Resisti à mudança, pois a universidade é um lugar tão familiar quanto a outra biblioteca, onde acumulei menos experiências. Seria, logo, o período ideal para explorar relações novas. Em vez disso, vim à universidade onde estudei à espera de repetições — cenas, encontros, gestos. Repito a mim mesma nesse cenário. Mas a verdade é que os lugares jamais se esgotam, desde que haja uma predisposição à mudança. Agora, dirijo-me à universidade sem vínculo institucional, mas com acesso às salas e ao acervo de obras raras. Sem empecilhos, exceto o fato de um funcionário me pedir para soletrar Ode órfica, que é um dos títulos de Santo Souza, para iniciar a pesquisa no acervo, e sei que encontraremos o exemplar logo depois de passar pela menção de cada palavra. O caso é menos um empecilho que um imprevisto, no fim das contas. O título, como escreveu Santo Souza, não é. "O título não soma./ O título seria apenas./ Apenas. E só."1 Eis um fragmento de "Explicação do título", de Pássaro de pedra e sono — livro cujo nome dispensa a soletração. Em Santo Souza, o título é um instrumento de negatividade, por conta do qual tenho que me esforçar para ser legível para o outro. Repetindo-o.

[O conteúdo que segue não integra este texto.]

use std::sync::atomic::{AtomicU64, Ordering};
use std::sync::Arc;

use chrono::NaiveDate;
use tracing::{info, warn};

use super::deadline::validity_from_deadline;
use super::domain::{
    ActionContext, Offer, OfferDraft, OfferId, OfferPatch, Property, PropertyDraft, PropertyId,
    PropertyPatch, PropertyQuery, PropertyState, PropertyType, PropertyTypeId, SaleTerms, Tag,
    TagId,
};
use super::garden::{garden_assist, GardenAssist};
use super::lifecycle::{ActionOutcome, BatchOutcome, LifecycleAction, LifecycleError};
use super::policy::ListingPolicy;
use super::repository::{ListingRepository, RepositoryError};
use super::validation::{
    validate_prices, validate_reference_name, validate_title, ValidationError,
};
use super::views::{OfferView, PropertyView};

/// Service applying listing rules on top of a repository.
///
/// Derived values are recomputed at every mutation site; nothing here reacts to writes made
/// directly against the repository.
pub struct ListingService<R> {
    repository: Arc<R>,
    policy: ListingPolicy,
    property_sequence: AtomicU64,
    offer_sequence: AtomicU64,
    property_type_sequence: AtomicU64,
    tag_sequence: AtomicU64,
}

impl<R> ListingService<R>
where
    R: ListingRepository + 'static,
{
    pub fn new(repository: Arc<R>, policy: ListingPolicy) -> Self {
        Self {
            repository,
            policy,
            property_sequence: AtomicU64::new(1),
            offer_sequence: AtomicU64::new(1),
            property_type_sequence: AtomicU64::new(1),
            tag_sequence: AtomicU64::new(1),
        }
    }

    pub fn policy(&self) -> &ListingPolicy {
        &self.policy
    }

    /// Create a property, filling defaults from the policy and the acting context.
    pub fn create_property(
        &self,
        draft: PropertyDraft,
        ctx: &ActionContext,
    ) -> Result<Property, ListingServiceError> {
        validate_title(&draft.name)?;
        validate_prices(draft.expected_price, 0.0)?;
        self.ensure_references(draft.property_type_id, draft.tag_ids.iter().copied())?;

        let id = PropertyId(self.property_sequence.fetch_add(1, Ordering::Relaxed));
        let property = Property {
            id,
            name: draft.name,
            description: draft.description,
            postcode: draft.postcode,
            date_availability: draft
                .date_availability
                .or_else(|| self.policy.default_availability(ctx.today())),
            expected_price: draft.expected_price,
            selling_price: 0.0,
            bedrooms: draft.bedrooms.unwrap_or(self.policy.default_bedrooms),
            living_area: draft.living_area,
            facades: draft.facades,
            garage: draft.garage,
            garden: draft.garden,
            garden_area: draft.garden_area,
            garden_orientation: draft.garden_orientation,
            active: draft.active,
            state: PropertyState::New,
            property_type_id: draft.property_type_id,
            salesperson_id: draft.salesperson_id.unwrap_or(ctx.user),
            buyer_id: None,
            tag_ids: draft.tag_ids,
        };

        let stored = self.repository.insert_property(property)?;
        info!(property_id = stored.id.0, name = %stored.name, "property listed");
        Ok(stored)
    }

    /// Apply a partial update; price constraints run again when a price is written.
    pub fn update_property(
        &self,
        id: PropertyId,
        patch: PropertyPatch,
    ) -> Result<Property, ListingServiceError> {
        if let Some(name) = &patch.name {
            validate_title(name)?;
        }
        if patch.property_type_id.is_some() || patch.tag_ids.is_some() {
            let tags = patch.tag_ids.iter().flatten().copied();
            self.ensure_references(patch.property_type_id.flatten(), tags)?;
        }

        self.repository
            .modify_property(id, |property| apply_patch(property, patch))
    }

    /// Record the agreed selling price and buyer once an offer is accepted.
    pub fn record_sale(
        &self,
        id: PropertyId,
        terms: SaleTerms,
    ) -> Result<Property, ListingServiceError> {
        let property = self.repository.modify_property(id, |property| {
            validate_prices(property.expected_price, terms.selling_price)?;
            property.selling_price = terms.selling_price;
            property.buyer_id = Some(terms.buyer_id);
            Ok::<_, ListingServiceError>(())
        })?;

        info!(
            property_id = id.0,
            selling_price = terms.selling_price,
            buyer_id = terms.buyer_id.0,
            "sale terms recorded"
        );
        Ok(property)
    }

    /// Copy a property. Availability, selling price, state, buyer and offers are not carried over.
    pub fn duplicate_property(
        &self,
        id: PropertyId,
        ctx: &ActionContext,
    ) -> Result<Property, ListingServiceError> {
        let source = self.load_property(id)?;
        let copy = Property {
            id: PropertyId(self.property_sequence.fetch_add(1, Ordering::Relaxed)),
            date_availability: self.policy.default_availability(ctx.today()),
            selling_price: 0.0,
            state: PropertyState::New,
            buyer_id: None,
            ..source
        };

        let stored = self.repository.insert_property(copy)?;
        info!(source_id = id.0, property_id = stored.id.0, "property duplicated");
        Ok(stored)
    }

    pub fn search_properties(
        &self,
        query: PropertyQuery,
    ) -> Result<Vec<Property>, ListingServiceError> {
        let mut properties: Vec<Property> = self
            .repository
            .properties()?
            .into_iter()
            .filter(|property| query.matches(property))
            .collect();
        properties.sort_by_key(|property| property.id);
        Ok(properties)
    }

    /// Property with total area and best price evaluated against its current offers.
    pub fn property_view(&self, id: PropertyId) -> Result<PropertyView, ListingServiceError> {
        let property = self.load_property(id)?;
        let offers = self.repository.offers_for(id)?;
        Ok(PropertyView::new(property, &offers))
    }

    pub fn garden_assist(&self, garden: bool) -> GardenAssist {
        garden_assist(garden)
    }

    /// Create an offer. A deadline given on the draft is converted to validity against today.
    pub fn create_offer(
        &self,
        draft: OfferDraft,
        ctx: &ActionContext,
    ) -> Result<OfferView, ListingServiceError> {
        if self.repository.fetch_property(draft.property_id)?.is_none() {
            return Err(ValidationError::UnknownProperty(draft.property_id).into());
        }

        let validity = match draft.date_deadline {
            Some(deadline) => validity_from_deadline(deadline, None, ctx.today()),
            None => draft.validity.unwrap_or(self.policy.offer_validity_days),
        };

        let offer = Offer {
            id: OfferId(self.offer_sequence.fetch_add(1, Ordering::Relaxed)),
            price: draft.price,
            status: draft.status,
            partner_id: draft.partner_id,
            property_id: draft.property_id,
            validity,
            create_date: Some(ctx.now),
        };
        let view = OfferView::new(offer, ctx.today())?;

        let stored = self.repository.insert_offer(view.offer.clone())?;
        info!(
            offer_id = stored.id.0,
            property_id = stored.property_id.0,
            price = stored.price,
            "offer registered"
        );
        Ok(view)
    }

    /// Update an offer. When both validity and deadline are given, the deadline wins.
    pub fn update_offer(
        &self,
        id: OfferId,
        patch: OfferPatch,
        today: NaiveDate,
    ) -> Result<OfferView, ListingServiceError> {
        let mut offer = self.load_offer(id)?;

        if let Some(price) = patch.price {
            offer.price = price;
        }
        if let Some(status) = patch.status {
            offer.status = Some(status);
        }
        if let Some(validity) = patch.validity {
            offer.validity = validity;
        }
        if let Some(deadline) = patch.date_deadline {
            offer.validity = validity_from_deadline(deadline, offer.create_date, today);
        }

        let view = OfferView::new(offer, today)?;
        self.repository.update_offer(view.offer.clone())?;
        Ok(view)
    }

    pub fn offer_view(
        &self,
        id: OfferId,
        today: NaiveDate,
    ) -> Result<OfferView, ListingServiceError> {
        let offer = self.load_offer(id)?;
        Ok(OfferView::new(offer, today)?)
    }

    /// Apply `action` to a single property.
    pub fn apply_action(
        &self,
        id: PropertyId,
        action: LifecycleAction,
    ) -> Result<Property, ListingServiceError> {
        let result = self.repository.modify_property(id, |property| {
            property.state = action.apply(property.state)?;
            Ok::<_, ListingServiceError>(())
        });

        match result {
            Ok(property) => {
                info!(
                    property_id = id.0,
                    state = property.state.label(),
                    "property state changed"
                );
                Ok(property)
            }
            Err(ListingServiceError::Lifecycle(err)) => {
                warn!(property_id = id.0, action = action.label(), %err, "action refused");
                Err(err.into())
            }
            Err(err) => Err(err),
        }
    }

    /// Apply `action` to each property independently. A refusal leaves that record untouched
    /// and does not undo siblings already processed.
    pub fn apply_batch(&self, ids: &[PropertyId], action: LifecycleAction) -> BatchOutcome {
        let outcomes = ids
            .iter()
            .map(|&id| match self.apply_action(id, action) {
                Ok(property) => ActionOutcome::succeeded(id, property.state),
                Err(err) => ActionOutcome::failed(id, err),
            })
            .collect();

        BatchOutcome { action, outcomes }
    }

    pub fn mark_sold(&self, ids: &[PropertyId]) -> BatchOutcome {
        self.apply_batch(ids, LifecycleAction::MarkSold)
    }

    pub fn mark_canceled(&self, ids: &[PropertyId]) -> BatchOutcome {
        self.apply_batch(ids, LifecycleAction::MarkCanceled)
    }

    pub fn create_property_type(
        &self,
        name: String,
    ) -> Result<PropertyType, ListingServiceError> {
        validate_reference_name("property type", &name)?;
        let property_type = PropertyType {
            id: PropertyTypeId(self.property_type_sequence.fetch_add(1, Ordering::Relaxed)),
            name,
        };
        Ok(self.repository.insert_property_type(property_type)?)
    }

    pub fn property_types(&self) -> Result<Vec<PropertyType>, ListingServiceError> {
        Ok(self.repository.property_types()?)
    }

    pub fn create_tag(&self, name: String) -> Result<Tag, ListingServiceError> {
        validate_reference_name("tag", &name)?;
        let tag = Tag {
            id: TagId(self.tag_sequence.fetch_add(1, Ordering::Relaxed)),
            name,
        };
        Ok(self.repository.insert_tag(tag)?)
    }

    pub fn tags(&self) -> Result<Vec<Tag>, ListingServiceError> {
        Ok(self.repository.tags()?)
    }

    fn load_property(&self, id: PropertyId) -> Result<Property, ListingServiceError> {
        let property = self
            .repository
            .fetch_property(id)?
            .ok_or(RepositoryError::NotFound)?;
        Ok(property)
    }

    fn load_offer(&self, id: OfferId) -> Result<Offer, ListingServiceError> {
        let offer = self
            .repository
            .fetch_offer(id)?
            .ok_or(RepositoryError::NotFound)?;
        Ok(offer)
    }

    fn ensure_references(
        &self,
        property_type_id: Option<PropertyTypeId>,
        tag_ids: impl IntoIterator<Item = TagId>,
    ) -> Result<(), ListingServiceError> {
        if let Some(type_id) = property_type_id {
            if self.repository.fetch_property_type(type_id)?.is_none() {
                return Err(ValidationError::UnknownPropertyType(type_id).into());
            }
        }
        for tag_id in tag_ids {
            if self.repository.fetch_tag(tag_id)?.is_none() {
                return Err(ValidationError::UnknownTag(tag_id).into());
            }
        }
        Ok(())
    }
}

/// Write `patch` onto `property`. Reference checks happen before the record is locked.
fn apply_patch(property: &mut Property, patch: PropertyPatch) -> Result<(), ListingServiceError> {
    let revalidate_prices = patch.touches_prices();

    if let Some(name) = patch.name {
        property.name = name;
    }
    if let Some(description) = patch.description {
        property.description = description;
    }
    if let Some(postcode) = patch.postcode {
        property.postcode = postcode;
    }
    if let Some(date) = patch.date_availability {
        property.date_availability = date;
    }
    if let Some(expected_price) = patch.expected_price {
        property.expected_price = expected_price;
    }
    if let Some(bedrooms) = patch.bedrooms {
        property.bedrooms = bedrooms;
    }
    if let Some(living_area) = patch.living_area {
        property.living_area = living_area;
    }
    if let Some(facades) = patch.facades {
        property.facades = facades;
    }
    if let Some(garage) = patch.garage {
        property.garage = garage;
    }
    if let Some(garden) = patch.garden {
        property.garden = garden;
    }
    if let Some(garden_area) = patch.garden_area {
        property.garden_area = garden_area;
    }
    if let Some(orientation) = patch.garden_orientation {
        property.garden_orientation = orientation;
    }
    if let Some(active) = patch.active {
        property.active = active;
    }
    if let Some(salesperson_id) = patch.salesperson_id {
        property.salesperson_id = salesperson_id;
    }
    if let Some(property_type_id) = patch.property_type_id {
        property.property_type_id = property_type_id;
    }
    if let Some(tag_ids) = patch.tag_ids {
        property.tag_ids = tag_ids;
    }

    if revalidate_prices {
        validate_prices(property.expected_price, property.selling_price)?;
    }
    Ok(())
}

/// Error raised by the listing service.
#[derive(Debug, thiserror::Error)]
pub enum ListingServiceError {
    #[error(transparent)]
    Validation(#[from] ValidationError),
    #[error(transparent)]
    Lifecycle(#[from] LifecycleError),
    #[error(transparent)]
    Repository(#[from] RepositoryError),
}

As estantes da Biblioteca Central são tão organizadas quanto as estantes da Epiphanio Dória. Pelo fato de os livros seguirem o sistema dos bibliotecários à risca, fico à espera dos exemplares à frente do balcão, por isso que, como visitante, perco a chance de iniciar o fluxo labiríntico que pode me levar ao reconhecimento de uma lombada ou à frustração, como o faço em Aracaju. Na universidade, o ar-condicionado da sala de Documentação Sergipana é menos agressivo que o ar-condicionado de uma das salas da outra biblioteca, motivo pelo qual ficava — ao lado de outros pesquisadores — numa varanda. Lá, devem chegar os ventos que, a poucos quilômetros de distância, testemunham o encontro do rio com o oceano. O ponto de vertigem. Da vertigem inaugural. Continuo o exercício comparativo: a conservação dos livros é também outro fator pelo qual devo permanecer em São Cristóvão. Assim, evito o contato com partículas que podem colocar minha saúde em risco, prolongando, sobretudo, a duração da pesquisa. Outra parte crucial é o fato de eu ser a única pesquisadora na sala de documentação. Sozinha, posso replicar os gestos que me acompanham da leitura à escrita e vice-versa. Uma profusão de atos: enrolar o cabelo, levantar a cabeça, respirar fundo, roer a cutícula etc. Mas, antes de uma conclusão, é preciso dizer que há algo de desonesto na comparação que construí até agora. Adulterei a realidade. Isto é, criei um cenário de insatisfação que não corresponde à experiência na Biblioteca Epiphanio Dória, em Aracaju. A que custo?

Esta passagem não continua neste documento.